[Start of section]

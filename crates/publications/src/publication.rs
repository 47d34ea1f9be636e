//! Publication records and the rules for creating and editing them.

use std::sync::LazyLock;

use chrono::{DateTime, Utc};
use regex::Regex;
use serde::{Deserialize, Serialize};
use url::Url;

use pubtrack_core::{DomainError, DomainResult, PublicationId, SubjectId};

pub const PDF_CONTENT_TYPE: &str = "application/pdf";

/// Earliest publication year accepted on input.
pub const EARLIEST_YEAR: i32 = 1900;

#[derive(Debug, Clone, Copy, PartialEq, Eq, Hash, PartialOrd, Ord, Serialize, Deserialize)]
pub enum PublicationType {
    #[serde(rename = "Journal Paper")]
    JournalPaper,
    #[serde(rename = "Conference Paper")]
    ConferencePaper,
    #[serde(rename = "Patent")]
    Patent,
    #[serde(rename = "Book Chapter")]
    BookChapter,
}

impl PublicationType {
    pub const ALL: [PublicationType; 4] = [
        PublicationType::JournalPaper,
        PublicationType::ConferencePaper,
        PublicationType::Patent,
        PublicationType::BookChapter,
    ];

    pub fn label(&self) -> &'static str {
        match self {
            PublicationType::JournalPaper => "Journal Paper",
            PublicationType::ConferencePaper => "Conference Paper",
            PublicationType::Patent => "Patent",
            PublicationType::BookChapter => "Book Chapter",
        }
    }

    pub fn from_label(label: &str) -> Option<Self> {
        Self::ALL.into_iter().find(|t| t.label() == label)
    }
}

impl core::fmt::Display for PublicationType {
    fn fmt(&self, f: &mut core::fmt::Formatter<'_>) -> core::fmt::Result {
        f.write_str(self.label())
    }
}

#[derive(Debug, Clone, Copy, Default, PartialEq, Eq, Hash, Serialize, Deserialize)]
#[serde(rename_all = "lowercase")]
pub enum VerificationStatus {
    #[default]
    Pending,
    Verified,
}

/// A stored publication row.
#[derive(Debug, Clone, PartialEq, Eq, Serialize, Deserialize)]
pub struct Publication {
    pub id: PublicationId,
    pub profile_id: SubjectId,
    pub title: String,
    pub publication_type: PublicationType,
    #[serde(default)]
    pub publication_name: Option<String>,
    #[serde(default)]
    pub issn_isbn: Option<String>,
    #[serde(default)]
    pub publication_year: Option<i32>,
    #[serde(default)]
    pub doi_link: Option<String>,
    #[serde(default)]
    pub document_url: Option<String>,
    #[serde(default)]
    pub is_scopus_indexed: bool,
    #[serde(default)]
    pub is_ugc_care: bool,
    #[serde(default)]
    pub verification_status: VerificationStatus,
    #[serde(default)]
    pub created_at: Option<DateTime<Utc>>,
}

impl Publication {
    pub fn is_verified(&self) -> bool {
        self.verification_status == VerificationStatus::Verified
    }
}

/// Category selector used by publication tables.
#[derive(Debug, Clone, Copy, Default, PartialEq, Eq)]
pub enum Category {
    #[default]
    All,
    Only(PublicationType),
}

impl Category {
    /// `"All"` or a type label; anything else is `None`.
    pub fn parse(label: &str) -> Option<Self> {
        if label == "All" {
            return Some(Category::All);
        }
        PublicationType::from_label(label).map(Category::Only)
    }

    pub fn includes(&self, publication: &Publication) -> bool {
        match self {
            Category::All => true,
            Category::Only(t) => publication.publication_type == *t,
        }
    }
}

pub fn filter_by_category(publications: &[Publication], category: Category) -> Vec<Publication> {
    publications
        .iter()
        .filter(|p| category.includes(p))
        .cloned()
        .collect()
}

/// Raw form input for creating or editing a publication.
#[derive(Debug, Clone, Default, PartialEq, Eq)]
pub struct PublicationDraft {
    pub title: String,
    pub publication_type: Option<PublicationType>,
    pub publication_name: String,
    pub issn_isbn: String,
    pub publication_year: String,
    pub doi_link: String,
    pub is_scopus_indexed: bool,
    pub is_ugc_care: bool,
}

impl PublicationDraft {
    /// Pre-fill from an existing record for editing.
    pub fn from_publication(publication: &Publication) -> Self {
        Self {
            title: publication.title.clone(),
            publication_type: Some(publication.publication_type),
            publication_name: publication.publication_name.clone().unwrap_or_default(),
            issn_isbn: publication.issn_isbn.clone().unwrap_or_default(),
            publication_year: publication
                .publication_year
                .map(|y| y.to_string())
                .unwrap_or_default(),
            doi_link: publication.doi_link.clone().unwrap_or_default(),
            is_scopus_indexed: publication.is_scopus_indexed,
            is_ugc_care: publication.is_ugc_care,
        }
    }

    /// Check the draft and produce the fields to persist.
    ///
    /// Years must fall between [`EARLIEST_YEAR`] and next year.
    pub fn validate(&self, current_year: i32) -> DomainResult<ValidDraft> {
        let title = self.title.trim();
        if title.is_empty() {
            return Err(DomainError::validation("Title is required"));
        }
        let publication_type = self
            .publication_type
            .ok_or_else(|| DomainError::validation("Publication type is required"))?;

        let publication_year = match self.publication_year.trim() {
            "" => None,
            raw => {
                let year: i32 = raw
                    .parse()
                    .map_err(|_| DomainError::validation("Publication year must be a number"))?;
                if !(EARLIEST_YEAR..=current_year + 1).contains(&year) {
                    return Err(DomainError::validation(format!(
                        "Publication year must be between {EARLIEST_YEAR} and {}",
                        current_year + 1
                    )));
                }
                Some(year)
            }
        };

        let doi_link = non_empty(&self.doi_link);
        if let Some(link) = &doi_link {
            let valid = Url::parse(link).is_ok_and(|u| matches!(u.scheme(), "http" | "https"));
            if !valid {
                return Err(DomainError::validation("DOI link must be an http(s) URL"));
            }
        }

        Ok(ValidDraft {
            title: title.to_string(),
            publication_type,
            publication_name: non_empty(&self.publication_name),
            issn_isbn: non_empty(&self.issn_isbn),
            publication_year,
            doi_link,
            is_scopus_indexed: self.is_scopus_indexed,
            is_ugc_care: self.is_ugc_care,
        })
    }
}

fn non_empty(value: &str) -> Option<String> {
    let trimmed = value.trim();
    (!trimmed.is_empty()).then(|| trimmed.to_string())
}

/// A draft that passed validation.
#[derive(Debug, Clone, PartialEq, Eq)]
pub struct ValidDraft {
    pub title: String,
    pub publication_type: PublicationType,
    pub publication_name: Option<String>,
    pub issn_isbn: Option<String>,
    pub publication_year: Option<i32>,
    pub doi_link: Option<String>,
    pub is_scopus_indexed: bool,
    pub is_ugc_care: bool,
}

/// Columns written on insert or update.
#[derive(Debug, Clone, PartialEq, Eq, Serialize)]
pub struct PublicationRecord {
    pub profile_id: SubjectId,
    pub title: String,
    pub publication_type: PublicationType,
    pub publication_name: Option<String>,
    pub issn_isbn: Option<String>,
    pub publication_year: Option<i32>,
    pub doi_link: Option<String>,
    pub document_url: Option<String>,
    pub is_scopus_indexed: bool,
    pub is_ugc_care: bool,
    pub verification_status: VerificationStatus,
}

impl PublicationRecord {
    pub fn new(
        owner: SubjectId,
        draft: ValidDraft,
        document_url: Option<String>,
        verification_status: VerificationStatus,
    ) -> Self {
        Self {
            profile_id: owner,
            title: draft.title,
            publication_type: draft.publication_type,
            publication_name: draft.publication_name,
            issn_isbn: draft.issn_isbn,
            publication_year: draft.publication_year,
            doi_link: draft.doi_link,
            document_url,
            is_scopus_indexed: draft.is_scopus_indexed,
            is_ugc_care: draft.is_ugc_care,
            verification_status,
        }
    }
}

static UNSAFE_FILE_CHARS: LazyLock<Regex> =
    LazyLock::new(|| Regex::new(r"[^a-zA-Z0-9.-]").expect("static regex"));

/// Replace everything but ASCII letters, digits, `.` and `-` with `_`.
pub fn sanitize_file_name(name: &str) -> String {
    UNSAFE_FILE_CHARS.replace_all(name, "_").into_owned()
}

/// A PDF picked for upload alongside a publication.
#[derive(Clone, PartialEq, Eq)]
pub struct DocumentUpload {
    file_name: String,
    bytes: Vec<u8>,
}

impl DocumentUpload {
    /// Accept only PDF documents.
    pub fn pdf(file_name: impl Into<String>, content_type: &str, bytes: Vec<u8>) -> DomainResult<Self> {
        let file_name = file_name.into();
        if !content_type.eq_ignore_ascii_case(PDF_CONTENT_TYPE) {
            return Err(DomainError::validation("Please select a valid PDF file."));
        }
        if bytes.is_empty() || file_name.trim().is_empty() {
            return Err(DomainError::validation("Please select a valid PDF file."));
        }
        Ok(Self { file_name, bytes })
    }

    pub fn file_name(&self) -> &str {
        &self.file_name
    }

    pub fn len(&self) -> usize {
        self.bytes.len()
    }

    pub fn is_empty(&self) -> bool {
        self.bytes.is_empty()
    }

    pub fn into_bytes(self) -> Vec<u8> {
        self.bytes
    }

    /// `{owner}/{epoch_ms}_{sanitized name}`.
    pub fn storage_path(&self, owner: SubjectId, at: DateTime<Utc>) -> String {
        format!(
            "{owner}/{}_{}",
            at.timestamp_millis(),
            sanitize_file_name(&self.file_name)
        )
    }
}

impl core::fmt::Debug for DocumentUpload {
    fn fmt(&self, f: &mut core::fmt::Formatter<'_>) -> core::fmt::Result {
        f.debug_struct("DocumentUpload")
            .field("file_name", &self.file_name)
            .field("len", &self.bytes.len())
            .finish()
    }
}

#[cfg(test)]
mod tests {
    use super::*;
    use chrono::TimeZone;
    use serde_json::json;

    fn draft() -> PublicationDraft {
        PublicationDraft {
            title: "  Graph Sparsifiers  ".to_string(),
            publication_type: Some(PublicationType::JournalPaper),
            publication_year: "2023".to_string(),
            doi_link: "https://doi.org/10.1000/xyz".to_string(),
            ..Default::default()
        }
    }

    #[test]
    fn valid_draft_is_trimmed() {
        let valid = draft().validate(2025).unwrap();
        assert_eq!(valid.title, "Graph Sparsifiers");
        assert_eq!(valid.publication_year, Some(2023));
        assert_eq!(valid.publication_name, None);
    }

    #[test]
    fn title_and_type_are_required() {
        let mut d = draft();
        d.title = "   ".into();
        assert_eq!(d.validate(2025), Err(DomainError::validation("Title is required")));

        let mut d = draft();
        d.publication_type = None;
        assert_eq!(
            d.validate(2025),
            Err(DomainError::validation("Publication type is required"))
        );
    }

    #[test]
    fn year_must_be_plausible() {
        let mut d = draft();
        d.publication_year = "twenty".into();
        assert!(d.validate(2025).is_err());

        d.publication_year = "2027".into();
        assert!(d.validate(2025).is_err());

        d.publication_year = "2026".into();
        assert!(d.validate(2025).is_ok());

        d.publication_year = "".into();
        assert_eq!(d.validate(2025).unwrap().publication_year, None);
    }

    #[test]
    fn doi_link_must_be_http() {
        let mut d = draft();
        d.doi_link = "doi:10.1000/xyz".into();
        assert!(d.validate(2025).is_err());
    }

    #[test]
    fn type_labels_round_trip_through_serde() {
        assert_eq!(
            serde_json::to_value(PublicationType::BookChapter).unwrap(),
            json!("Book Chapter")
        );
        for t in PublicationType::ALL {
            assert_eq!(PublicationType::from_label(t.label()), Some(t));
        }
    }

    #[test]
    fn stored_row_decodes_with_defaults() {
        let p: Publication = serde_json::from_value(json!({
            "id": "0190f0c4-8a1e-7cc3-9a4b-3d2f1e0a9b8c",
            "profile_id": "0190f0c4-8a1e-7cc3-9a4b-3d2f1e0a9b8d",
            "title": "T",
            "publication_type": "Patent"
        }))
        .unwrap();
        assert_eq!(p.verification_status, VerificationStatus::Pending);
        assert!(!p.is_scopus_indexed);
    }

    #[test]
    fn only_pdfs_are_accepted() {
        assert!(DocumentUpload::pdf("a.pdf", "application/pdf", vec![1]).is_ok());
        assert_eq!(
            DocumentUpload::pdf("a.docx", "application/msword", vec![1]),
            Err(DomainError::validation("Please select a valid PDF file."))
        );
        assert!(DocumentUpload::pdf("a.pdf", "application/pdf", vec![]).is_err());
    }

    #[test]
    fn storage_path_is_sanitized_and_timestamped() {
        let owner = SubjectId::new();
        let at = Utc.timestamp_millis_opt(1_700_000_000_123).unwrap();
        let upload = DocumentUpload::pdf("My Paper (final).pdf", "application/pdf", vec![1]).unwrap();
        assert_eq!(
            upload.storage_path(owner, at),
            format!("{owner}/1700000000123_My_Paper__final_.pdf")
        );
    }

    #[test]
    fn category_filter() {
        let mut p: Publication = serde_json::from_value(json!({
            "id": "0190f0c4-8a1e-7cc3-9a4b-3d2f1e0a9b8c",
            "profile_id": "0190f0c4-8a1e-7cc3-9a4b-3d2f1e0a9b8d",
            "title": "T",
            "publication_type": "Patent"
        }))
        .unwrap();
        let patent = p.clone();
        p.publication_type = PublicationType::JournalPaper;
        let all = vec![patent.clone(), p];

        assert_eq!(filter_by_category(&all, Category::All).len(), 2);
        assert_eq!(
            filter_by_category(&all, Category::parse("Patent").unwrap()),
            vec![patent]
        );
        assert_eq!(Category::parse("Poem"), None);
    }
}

[End of section]

* **Task objective**: Nothing but the lines from the first line of the data through the line with "pub const PDF_CONTENT_TYPE: &str" should be returned, exactly as they appear, both ends included.

* **Result for this task**:
filename crates/publications/src/publication.rs
repository 47d34ea1f9be636e
//! Publication records and the rules for creating and editing them.

use std::sync::LazyLock;

use chrono::{DateTime, Utc};
use regex::Regex;
use serde::{Deserialize, Serialize};
use url::Url;

use pubtrack_core::{DomainError, DomainResult, PublicationId, SubjectId};

pub const PDF_CONTENT_TYPE: &str = "application/pdf";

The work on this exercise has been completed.